Het examen omvat naast open vragen in principe ook gesloten vragen zoals o.m. meerkeuzevragen. Voor het deel ‘Europese instellingen’ bedraagt het aandeel van de gesloten (of meerkeuze)vragen ten hoogste 6 punten van de 10 met giscorrectie. De precieze details m.b.t. de giscorrectie worden meegedeeld bij de start van dit cursusdeel. Bij de tweede examenkans kan het aandeel van de gesloten (of meerkeuze)vragen worden gereduceerd. Voor het deel 'Multinationals' bedraagt het aandeel van de gesloten (of meerkeuze)vragen ten hoogste 5 punten van de 10 met giscorrectie. Ook hier worden de precieze details m.b.t. de giscorrectie worden meegedeeld bij de start van dit cursusdeel.

De leerstof van het examen omvat alle studiemateriaal, ook de onderdelen zelfstudie.

Het examen is identiek van opzet in alle zittijden (of examenkansen) en dat voor beide examenonderdelen.

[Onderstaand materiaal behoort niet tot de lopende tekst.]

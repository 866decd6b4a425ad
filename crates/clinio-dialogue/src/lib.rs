// SPDX-FileCopyrightText: 2026 Clinio Contributors
// SPDX-License-Identifier: MIT OR Apache-2.0

//! Dialogue core for the Clinio clinic assistant.
//!
//! [`orchestrator::DialogueOrchestrator`] decides, per inbound message,
//! whether to advance the active multi-turn task, start one from a detected
//! intent, or fall back to free-form generation. The reschedule state
//! machine and the validated, exactly-once registry write live in
//! [`tasks`] and [`transaction`].

pub mod orchestrator;
pub mod prompt;
pub mod replies;
pub mod tasks;
pub mod transaction;

pub use orchestrator::{ActionPayload, DialogueOrchestrator, DialogueSettings, TurnReply};
pub use transaction::{AppointmentScheduler, ClinicRules, RescheduleOutcome, SlotError};
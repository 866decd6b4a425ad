// SPDX-FileCopyrightText: 2026 Clinio Contributors
// SPDX-License-Identifier: MIT OR Apache-2.0

//! Database connection management with PRAGMA setup, WAL mode, and schema.
//!
//! All writes are serialized through tokio-rusqlite's single background
//! thread. Do NOT create additional Connection instances for writes.

use clinio_core::ClinioError;
use tracing::debug;

/// SQL schema for the conversation store. One row per user id; the whole
/// conversation travels as a JSON payload, Redis-style, with an absolute
/// expiry instant alongside.
const SCHEMA: &str = "
    CREATE TABLE IF NOT EXISTS conversations (
        user_id    TEXT PRIMARY KEY,
        payload    TEXT NOT NULL,
        updated_at INTEGER NOT NULL,
        expires_at INTEGER NOT NULL
    );
    CREATE INDEX IF NOT EXISTS idx_conversations_expires_at
        ON conversations (expires_at);
";

/// An open SQLite database with the conversation schema applied.
pub struct Database {
    connection: tokio_rusqlite::Connection,
}

impl Database {
    /// Open (or create) the database at `path` and apply the schema.
    pub async fn open(path: &str, wal_mode: bool) -> Result<Self, ClinioError> {
        let connection = tokio_rusqlite::Connection::open(path)
            .await
            .map_err(map_sqlite_err)?;

        connection
            .call(move |conn| {
                if wal_mode {
                    conn.pragma_update(None, "journal_mode", "WAL")?;
                }
                conn.pragma_update(None, "synchronous", "NORMAL")?;
                conn.execute_batch(SCHEMA)?;
                Ok(())
            })
            .await
            .map_err(map_tr_err)?;

        debug!(path, wal_mode, "conversation database opened");

        Ok(Self { connection })
    }

    /// The underlying tokio-rusqlite connection.
    pub fn connection(&self) -> &tokio_rusqlite::Connection {
        &self.connection
    }

    /// Close the database, flushing pending writes.
    pub async fn close(self) -> Result<(), ClinioError> {
        self.connection.close().await.map_err(map_tr_err)
    }
}

/// Map a tokio-rusqlite error into the workspace error type.
pub fn map_tr_err(err: tokio_rusqlite::Error) -> ClinioError {
    ClinioError::Store {
        source: Box::new(err),
    }
}

/// Map a rusqlite error into the workspace error type.
pub fn map_sqlite_err(err: rusqlite::Error) -> ClinioError {
    ClinioError::Store {
        source: Box::new(err),
    }
}
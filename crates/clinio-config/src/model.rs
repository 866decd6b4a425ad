// SPDX-FileCopyrightText: 2026 Clinio Contributors
// SPDX-License-Identifier: MIT OR Apache-2.0

//! Configuration model structs for the Clinio clinic assistant.
//!
//! All structs use `#[serde(deny_unknown_fields)]` to reject unrecognized
//! config keys at startup, providing actionable error messages.

use serde::{Deserialize, Serialize};

/// Top-level Clinio configuration.
///
/// Loaded from TOML files following XDG hierarchy, with environment variable
/// overrides. All sections are optional and default to sensible values.
#[derive(Debug, Clone, Default, Deserialize, Serialize)]
#[serde(deny_unknown_fields)]
pub struct ClinioConfig {
    /// Assistant identity and logging settings.
    #[serde(default)]
    pub agent: AgentConfig,

    /// Clinic business rules (hours, slot grid, closed day).
    #[serde(default)]
    pub clinic: ClinicConfig,

    /// Conversation store settings.
    #[serde(default)]
    pub store: StoreConfig,

    /// Follow-up backend (patient registry) settings.
    #[serde(default)]
    pub registry: RegistryConfig,

    /// Text-generation endpoint settings.
    #[serde(default)]
    pub generation: GenerationConfig,

    /// HTTP gateway settings.
    #[serde(default)]
    pub gateway: GatewayConfig,
}

/// Assistant identity and logging configuration.
#[derive(Debug, Clone, Deserialize, Serialize)]
#[serde(deny_unknown_fields)]
pub struct AgentConfig {
    /// Display name of the assistant.
    #[serde(default = "default_agent_name")]
    pub name: String,

    /// Logging level (trace, debug, info, warn, error).
    #[serde(default = "default_log_level")]
    pub log_level: String,
}

impl Default for AgentConfig {
    fn default() -> Self {
        Self {
            name: default_agent_name(),
            log_level: default_log_level(),
        }
    }
}

fn default_agent_name() -> String {
    "clinio".to_string()
}

fn default_log_level() -> String {
    "info".to_string()
}

/// Clinic business rules used by appointment validation and replies.
#[derive(Debug, Clone, Deserialize, Serialize)]
#[serde(deny_unknown_fields)]
pub struct ClinicConfig {
    /// Display name of the health center, used in user-facing replies.
    #[serde(default = "default_center_name")]
    pub center_name: String,

    /// First bookable hour (inclusive).
    #[serde(default = "default_open_hour")]
    pub open_hour: u32,

    /// Hour at which booking closes (exclusive).
    #[serde(default = "default_close_hour")]
    pub close_hour: u32,

    /// Slot grid granularity in minutes; appointment minutes must be a
    /// multiple of this value.
    #[serde(default = "default_slot_minutes")]
    pub slot_minutes: u32,

    /// Weekday the clinic is closed (English weekday name).
    #[serde(default = "default_closed_weekday")]
    pub closed_weekday: String,

    /// How far into the future an appointment may be booked, in days.
    #[serde(default = "default_max_days_ahead")]
    pub max_days_ahead: i64,
}

impl ClinicConfig {
    /// The configured closed weekday, parsed. Validation guarantees the
    /// string parses; the fallback only protects hand-built configs.
    pub fn closed_weekday(&self) -> chrono::Weekday {
        self.closed_weekday
            .parse()
            .unwrap_or(chrono::Weekday::Sun)
    }
}

impl Default for ClinicConfig {
    fn default() -> Self {
        Self {
            center_name: default_center_name(),
            open_hour: default_open_hour(),
            close_hour: default_close_hour(),
            slot_minutes: default_slot_minutes(),
            closed_weekday: default_closed_weekday(),
            max_days_ahead: default_max_days_ahead(),
        }
    }
}

fn default_center_name() -> String {
    "CAÑADA DEL CARMEN".to_string()
}

fn default_open_hour() -> u32 {
    7
}

fn default_close_hour() -> u32 {
    19
}

fn default_slot_minutes() -> u32 {
    30
}

fn default_closed_weekday() -> String {
    "sunday".to_string()
}

fn default_max_days_ahead() -> i64 {
    90
}

/// Conversation store configuration.
#[derive(Debug, Clone, Deserialize, Serialize)]
#[serde(deny_unknown_fields)]
pub struct StoreConfig {
    /// Path to the SQLite database file.
    #[serde(default = "default_database_path")]
    pub database_path: String,

    /// Enable WAL (Write-Ahead Logging) mode for SQLite.
    #[serde(default = "default_wal_mode")]
    pub wal_mode: bool,

    /// Conversation time-to-live in seconds, refreshed on every access.
    #[serde(default = "default_ttl_secs")]
    pub ttl_secs: u64,
}

impl Default for StoreConfig {
    fn default() -> Self {
        Self {
            database_path: default_database_path(),
            wal_mode: default_wal_mode(),
            ttl_secs: default_ttl_secs(),
        }
    }
}

fn default_database_path() -> String {
    dirs::data_dir()
        .map(|p| p.join("clinio").join("clinio.db"))
        .unwrap_or_else(|| std::path::PathBuf::from("clinio.db"))
        .to_string_lossy()
        .into_owned()
}

fn default_wal_mode() -> bool {
    true
}

fn default_ttl_secs() -> u64 {
    3600 // 1 hour of inactivity
}

/// Follow-up backend configuration.
#[derive(Debug, Clone, Deserialize, Serialize)]
#[serde(deny_unknown_fields)]
pub struct RegistryConfig {
    /// Base URL of the follow-up backend.
    #[serde(default = "default_registry_base_url")]
    pub base_url: String,

    /// Request timeout in seconds.
    #[serde(default = "default_registry_timeout_secs")]
    pub timeout_secs: u64,
}

impl Default for RegistryConfig {
    fn default() -> Self {
        Self {
            base_url: default_registry_base_url(),
            timeout_secs: default_registry_timeout_secs(),
        }
    }
}

fn default_registry_base_url() -> String {
    "http://localhost:3001".to_string()
}

fn default_registry_timeout_secs() -> u64 {
    10
}

/// Text-generation endpoint configuration.
#[derive(Debug, Clone, Deserialize, Serialize)]
#[serde(deny_unknown_fields)]
pub struct GenerationConfig {
    /// Base URL of the generation endpoint.
    #[serde(default = "default_generation_base_url")]
    pub base_url: String,

    /// Model identifier to request from the endpoint.
    #[serde(default = "default_generation_model")]
    pub model: String,

    /// Maximum tokens to generate per response.
    #[serde(default = "default_max_tokens")]
    pub max_tokens: u32,

    /// Sampling temperature.
    #[serde(default = "default_temperature")]
    pub temperature: f32,

    /// How many recent messages are included in the prompt history block.
    #[serde(default = "default_max_history")]
    pub max_history: usize,

    /// Upper bound on one generation call, in seconds.
    #[serde(default = "default_generation_timeout_secs")]
    pub timeout_secs: u64,
}

impl Default for GenerationConfig {
    fn default() -> Self {
        Self {
            base_url: default_generation_base_url(),
            model: default_generation_model(),
            max_tokens: default_max_tokens(),
            temperature: default_temperature(),
            max_history: default_max_history(),
            timeout_secs: default_generation_timeout_secs(),
        }
    }
}

fn default_generation_base_url() -> String {
    "http://localhost:11434".to_string()
}

fn default_generation_model() -> String {
    "clinio-es".to_string()
}

fn default_max_tokens() -> u32 {
    150
}

fn default_temperature() -> f32 {
    0.7
}

fn default_max_history() -> usize {
    10
}

fn default_generation_timeout_secs() -> u64 {
    30
}

/// HTTP gateway configuration.
#[derive(Debug, Clone, Deserialize, Serialize)]
#[serde(deny_unknown_fields)]
pub struct GatewayConfig {
    /// Address to bind the server to.
    #[serde(default = "default_bind_address")]
    pub bind_address: String,

    /// Port to listen on.
    #[serde(default = "default_port")]
    pub port: u16,

    /// Maximum chat requests per user per minute.
    #[serde(default = "default_rate_limit_per_minute")]
    pub rate_limit_per_minute: u32,
}

impl Default for GatewayConfig {
    fn default() -> Self {
        Self {
            bind_address: default_bind_address(),
            port: default_port(),
            rate_limit_per_minute: default_rate_limit_per_minute(),
        }
    }
}

fn default_bind_address() -> String {
    "127.0.0.1".to_string()
}

fn default_port() -> u16 {
    8000
}

fn default_rate_limit_per_minute() -> u32 {
    20
}
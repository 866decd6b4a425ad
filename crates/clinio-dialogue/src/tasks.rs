// SPDX-FileCopyrightText: 2026 Clinio Contributors
// SPDX-License-Identifier: MIT OR Apache-2.0

//! Task start and step handlers for the multi-turn flows.
//!
//! The reschedule pipeline is strictly linear: awaiting-date,
//! awaiting-time, awaiting-confirmation. A step that cannot make progress
//! re-prompts and stays put; a step whose required field already sits in
//! the data bag is skipped. Nothing is written to the registry until the
//! user explicitly confirms, and the task state is cleared after exactly
//! one write attempt.

use tracing::{error, info, warn};

use clinio_core::types::{ActionIntent, Conversation, TaskData, TaskState, UserAction};
use clinio_core::ClinioError;
use clinio_nlu::extract;
use clinio_nlu::text::{contains_any_phrase, normalize};

use crate::orchestrator::{ActionPayload, DialogueOrchestrator};
use crate::replies;
use crate::transaction::{validate_date, validate_time, RescheduleOutcome};

/// Affirmative vocabulary for the confirmation step, normalized.
const CONFIRMATIONS: &[&str] = &[
    "si",
    "yes",
    "ok",
    "confirmo",
    "confirmar",
    "dale",
    "perfecto",
    "esta bien",
    "de acuerdo",
];

/// Negative vocabulary for the confirmation step, normalized. Checked
/// before the affirmative list so "mejor no" never confirms.
const CANCELLATIONS: &[&str] = &["no", "cancelar", "espera", "mejor no", "no gracias"];

/// Reason used when the user never stated one.
const DEFAULT_REASON: &str = "Control de Tuberculosis";

impl DialogueOrchestrator {
    /// Route a message to the handler bound to the active task state.
    pub(crate) async fn dispatch_task(
        &self,
        state: TaskState,
        conversation: &mut Conversation,
        text: &str,
    ) -> Result<(String, Option<ActionPayload>), ClinioError> {
        match state {
            TaskState::RescheduleAwaitingDate => {
                self.handle_awaiting_date(conversation, text).await
            }
            TaskState::RescheduleAwaitingTime => {
                self.handle_awaiting_time(conversation, text).await
            }
            TaskState::RescheduleAwaitingConfirmation => {
                self.handle_awaiting_confirmation(conversation, text).await
            }
        }
    }

    /// Look up and present the patient's next appointment.
    pub(crate) async fn handle_lookup(
        &self,
        conversation: &mut Conversation,
    ) -> Result<(String, Option<ActionPayload>), ClinioError> {
        info!(user_id = conversation.user_id.as_str(), "looking up next appointment");

        let patient = match self
            .registry()
            .find_patient_by_phone(&conversation.user_id)
            .await
        {
            Ok(patient) => patient,
            Err(e) => {
                warn!(error = %e, "registry lookup failed");
                None
            }
        };

        let Some(patient) = patient else {
            return Ok((replies::patient_not_found(), None));
        };
        let Some(cita) = patient.next_appointment else {
            return Ok((replies::no_appointments(&patient.name), None));
        };

        let reply = replies::lookup_summary(
            cita.scheduled_at,
            &cita.kind,
            &cita.status,
            &self.settings().center_name,
        );
        let action = ActionPayload::new(
            UserAction::Lookup,
            "completed",
            serde_json::to_value(&cita).unwrap_or(serde_json::Value::Null),
        );
        Ok((reply, Some(action)))
    }

    /// Begin the reschedule flow from a detected intent.
    ///
    /// Verifies the patient and their reschedulable appointment, seeds the
    /// data bag, merges whatever the triggering message already carried,
    /// and lands on the first state whose field is still missing. Invalid
    /// pre-supplied values are treated as missing, with the validation
    /// message as the reply.
    pub(crate) async fn start_reschedule(
        &self,
        conversation: &mut Conversation,
        intent: &ActionIntent,
    ) -> Result<(String, Option<ActionPayload>), ClinioError> {
        info!(user_id = conversation.user_id.as_str(), "starting reschedule flow");

        let patient = match self
            .registry()
            .find_patient_by_phone(&conversation.user_id)
            .await
        {
            Ok(patient) => patient,
            Err(e) => {
                warn!(error = %e, "registry lookup failed");
                None
            }
        };

        let Some(patient) = patient else {
            return Ok((replies::patient_not_found(), None));
        };
        let Some(cita) = patient.next_appointment.clone() else {
            return Ok((replies::nothing_to_reschedule(&patient.name), None));
        };

        let mut data = TaskData {
            patient_id: Some(patient.id.clone()),
            patient_name: Some(patient.name.clone()),
            appointment_id: Some(cita.id.clone()),
            ..TaskData::default()
        };
        data.merge(&intent.extracted);

        let today = self.today();
        let rules = self.settings().rules;
        let mut rejection = None;

        if let Some(date) = data.date
            && let Err(e) = validate_date(date, today, &rules)
        {
            rejection = Some(e.user_message());
            data.date = None;
        }
        if let Some(time) = data.time
            && let Err(e) = validate_time(time, &rules)
        {
            rejection = Some(e.user_message());
            data.time = None;
        }

        let (state, reply) = match (data.date, data.time) {
            (None, _) => (
                TaskState::RescheduleAwaitingDate,
                rejection.unwrap_or_else(|| replies::ask_for_date(Some(cita.scheduled_at))),
            ),
            (Some(date), None) => (
                TaskState::RescheduleAwaitingTime,
                rejection.unwrap_or_else(|| {
                    replies::ask_for_time(date, rules.open_hour, rules.close_hour)
                }),
            ),
            (Some(date), Some(time)) => (
                TaskState::RescheduleAwaitingConfirmation,
                replies::confirmation_prompt(date, time),
            ),
        };

        info!(state = %state, "reschedule task entered");
        conversation.set_task(state, data);

        Ok((
            reply,
            Some(ActionPayload::new(
                UserAction::Reschedule,
                "in_progress",
                serde_json::Value::Null,
            )),
        ))
    }

    /// Awaiting-date step: extract and validate a date, or re-prompt.
    async fn handle_awaiting_date(
        &self,
        conversation: &mut Conversation,
        text: &str,
    ) -> Result<(String, Option<ActionPayload>), ClinioError> {
        let today = self.today();

        let Some(date) = extract::extract_date(text, today) else {
            return Ok((replies::date_not_understood(), None));
        };
        if let Err(e) = validate_date(date, today, &self.settings().rules) {
            return Ok((e.user_message(), None));
        }

        let pending_time = {
            let Some(task) = conversation.task.as_mut() else {
                return Err(ClinioError::Internal(
                    "awaiting-date dispatched without an active task".to_string(),
                ));
            };
            task.data.date = Some(date);
            task.data.time
        };

        // Skip awaiting-time when the opening message already supplied it.
        match pending_time {
            Some(time) => {
                conversation.advance_task(TaskState::RescheduleAwaitingConfirmation);
                Ok((replies::confirmation_prompt(date, time), None))
            }
            None => {
                conversation.advance_task(TaskState::RescheduleAwaitingTime);
                let rules = self.settings().rules;
                Ok((
                    replies::ask_for_time(date, rules.open_hour, rules.close_hour),
                    None,
                ))
            }
        }
    }

    /// Awaiting-time step: extract and validate a time, or re-prompt.
    async fn handle_awaiting_time(
        &self,
        conversation: &mut Conversation,
        text: &str,
    ) -> Result<(String, Option<ActionPayload>), ClinioError> {
        let Some(time) = extract::extract_time(text) else {
            return Ok((replies::time_not_understood(), None));
        };
        if let Err(e) = validate_time(time, &self.settings().rules) {
            return Ok((e.user_message(), None));
        }

        let stored_date = {
            let Some(task) = conversation.task.as_mut() else {
                return Err(ClinioError::Internal(
                    "awaiting-time dispatched without an active task".to_string(),
                ));
            };
            task.data.time = Some(time);
            task.data.date
        };

        let Some(date) = stored_date else {
            // The bag lost its date: fatal for this turn, never stuck.
            error!("awaiting-time reached without a date in the task data");
            conversation.clear_task();
            return Ok((replies::reschedule_state_lost(), None));
        };

        conversation.advance_task(TaskState::RescheduleAwaitingConfirmation);
        Ok((replies::confirmation_prompt(date, time), None))
    }

    /// Awaiting-confirmation step: cancel, confirm, or re-prompt.
    async fn handle_awaiting_confirmation(
        &self,
        conversation: &mut Conversation,
        text: &str,
    ) -> Result<(String, Option<ActionPayload>), ClinioError> {
        let norm = normalize(text);

        if contains_any_phrase(&norm, CANCELLATIONS) {
            info!("reschedule cancelled by user");
            conversation.clear_task();
            return Ok((replies::reschedule_cancelled(), None));
        }

        if !contains_any_phrase(&norm, CONFIRMATIONS) {
            return Ok((replies::reconfirmation_nudge(), None));
        }

        let data = conversation
            .task
            .as_ref()
            .map(|t| t.data.clone())
            .unwrap_or_default();

        let (Some(date), Some(time), Some(patient_id)) =
            (data.date, data.time, data.patient_id.clone())
        else {
            error!(
                has_date = data.date.is_some(),
                has_time = data.time.is_some(),
                has_patient = data.patient_id.is_some(),
                "required fields missing from task data at confirmation"
            );
            conversation.clear_task();
            return Ok((replies::reschedule_state_lost(), None));
        };

        let reason = data.reason.unwrap_or_else(|| DEFAULT_REASON.to_string());

        let outcome = self
            .scheduler()
            .reschedule(&patient_id, date, time, &reason, self.today())
            .await?;

        // One attempt per confirmation: the cleared state is what prevents
        // a repeated "sí" from double-submitting.
        conversation.clear_task();

        match outcome {
            RescheduleOutcome::Confirmed(record) => {
                info!(appointment_id = record.id.as_str(), "reschedule confirmed");
                let action = ActionPayload::new(
                    UserAction::Reschedule,
                    "completed",
                    serde_json::to_value(&record).unwrap_or(serde_json::Value::Null),
                );
                Ok((
                    replies::reschedule_succeeded(date, time, &self.settings().center_name),
                    Some(action),
                ))
            }
            RescheduleOutcome::Rejected(rejection) => Ok((
                format!(
                    "{} Por favor intenta reprogramar de nuevo.",
                    rejection.user_message()
                ),
                None,
            )),
            RescheduleOutcome::Failed => Ok((replies::reschedule_failed(), None)),
        }
    }
}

De enige uitzondering hierop is dat voor de tweede examenkans het aandeel van de gesloten (of meerkeuze)vragen soms wat lager kan zijn, zoals hierboven uiteengezet.

Bepaling eindresultaat

Het opleidingsonderdeel wordt beoordeeld door de docent(en), zoals meegedeeld via Toledo en in de examenregeling. Het resultaat wordt berekend en uitgedrukt met een geheel getal op 20.

Het examen bestaat uit twee onderdelen: 'Multinationals' (op 10 punten) en 'Europese Instellingen' (op 10 punten). De eindscore (op 20) is de som der deelscores. De eindscore is het enige relevante eindresultaat. Men is geslaagd zodra men een eindscore van minstens 10 op 20 heeft behaald. Deelvrijstellingen zijn niet mogelijk.

Tweede examenkans

Het examen is identiek van opzet in alle zittijden (of examenkansen). De enige uitzondering hierop is dat voor de tweede examenkans het aandeel van de gesloten (of meerkeuze)vragen soms wat lager kan zijn, zoals hierboven uiteengezet.

Mogelijke wijzigingen

Wanneer nieuwe en onvoorziene omstandigheden nopen tot een aanpassing van de evaluatie- (of andere) modaliteiten zullen de precieze details hiervan via Toledo worden meegedeeld.

Het examen is identiek van opzet in alle zittijden (of examenkansen). De enige uitzondering hierop is dat voor de tweede examenkans het aandeel van de gesloten (of meerkeuze)vragen soms wat lager kan zijn, zoals hierboven uiteengezet.